Task prompt — In the listing below, find every line containing "IssueId" and copy it out.

BEGIN

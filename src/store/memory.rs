//! In-process claim store.
//!
//! Applies the same eligibility and ordering rules as the SQLite adapter,
//! using [`Issue::can_be_claimed`] and [`Issue::claim_order`] directly. The
//! whole select-and-update runs under one lock, so concurrent claimers
//! serialize exactly as they would against the database.

use std::collections::BTreeMap;
use std::sync::{Arc, Mutex, MutexGuard};

use tracing::debug;

use super::ClaimStore;
use crate::clock::Clock;
use crate::error::{Error, Result};
use crate::model::{AgentName, ClaimFilters, Issue, IssueId, IssueStatus};

pub struct MemoryClaimStore {
    issues: Mutex<BTreeMap<IssueId, Issue>>,
    clock: Arc<dyn Clock>,
}

impl MemoryClaimStore {
    pub fn new(clock: Arc<dyn Clock>) -> Self {
        Self {
            issues: Mutex::new(BTreeMap::new()),
            clock,
        }
    }

    /// Seed with `issues`, replacing any with the same id.
    pub fn with_issues(clock: Arc<dyn Clock>, issues: impl IntoIterator<Item = Issue>) -> Self {
        let store = Self::new(clock);
        if let Ok(mut map) = store.issues.lock() {
            map.extend(issues.into_iter().map(|issue| (issue.id.clone(), issue)));
        }
        store
    }

    /// Insert or replace an issue.
    pub fn insert(&self, issue: Issue) -> Result<()> {
        self.lock()?.insert(issue.id.clone(), issue);
        Ok(())
    }

    pub fn get(&self, id: &IssueId) -> Result<Option<Issue>> {
        Ok(self.lock()?.get(id).cloned())
    }

    pub fn len(&self) -> Result<usize> {
        Ok(self.lock()?.len())
    }

    pub fn is_empty(&self) -> Result<bool> {
        Ok(self.lock()?.is_empty())
    }

    fn lock(&self) -> Result<MutexGuard<'_, BTreeMap<IssueId, Issue>>> {
        self.issues
            .lock()
            .map_err(|_| Error::Other("memory store lock poisoned".to_string()))
    }

    fn select(issues: &BTreeMap<IssueId, Issue>, filters: &ClaimFilters) -> Option<IssueId> {
        issues
            .values()
            .filter(|issue| issue.can_be_claimed(filters))
            .min_by(|a, b| a.claim_order(b))
            .map(|issue| issue.id.clone())
    }
}

impl ClaimStore for MemoryClaimStore {
    async fn claim_one_ready(
        &self,
        agent: &AgentName,
        filters: &ClaimFilters,
    ) -> Result<Option<Issue>> {
        let now = self.clock.now();
        let mut issues = self.lock()?;

        let Some(id) = Self::select(&issues, filters) else {
            return Ok(None);
        };

        match issues.get_mut(&id) {
            // Guard on status, same as the SQL update.
            Some(issue) if issue.status == IssueStatus::Open => {
                issue.claim(agent.clone(), now);
                debug!(issue_id = %id, agent = %agent, "claimed in memory");
                Ok(Some(issue.clone()))
            }
            _ => Ok(None),
        }
    }

    async fn find_one_ready(&self, filters: &ClaimFilters) -> Result<Option<Issue>> {
        let issues = self.lock()?;
        Ok(Self::select(&issues, filters).and_then(|id| issues.get(&id).cloned()))
    }
}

END

Expected answer —
use crate::model::{AgentName, ClaimFilters, Issue, IssueId, IssueStatus};
    issues: Mutex<BTreeMap<IssueId, Issue>>,
    pub fn get(&self, id: &IssueId) -> Result<Option<Issue>> {
    fn lock(&self) -> Result<MutexGuard<'_, BTreeMap<IssueId, Issue>>> {
    fn select(issues: &BTreeMap<IssueId, Issue>, filters: &ClaimFilters) -> Option<IssueId> {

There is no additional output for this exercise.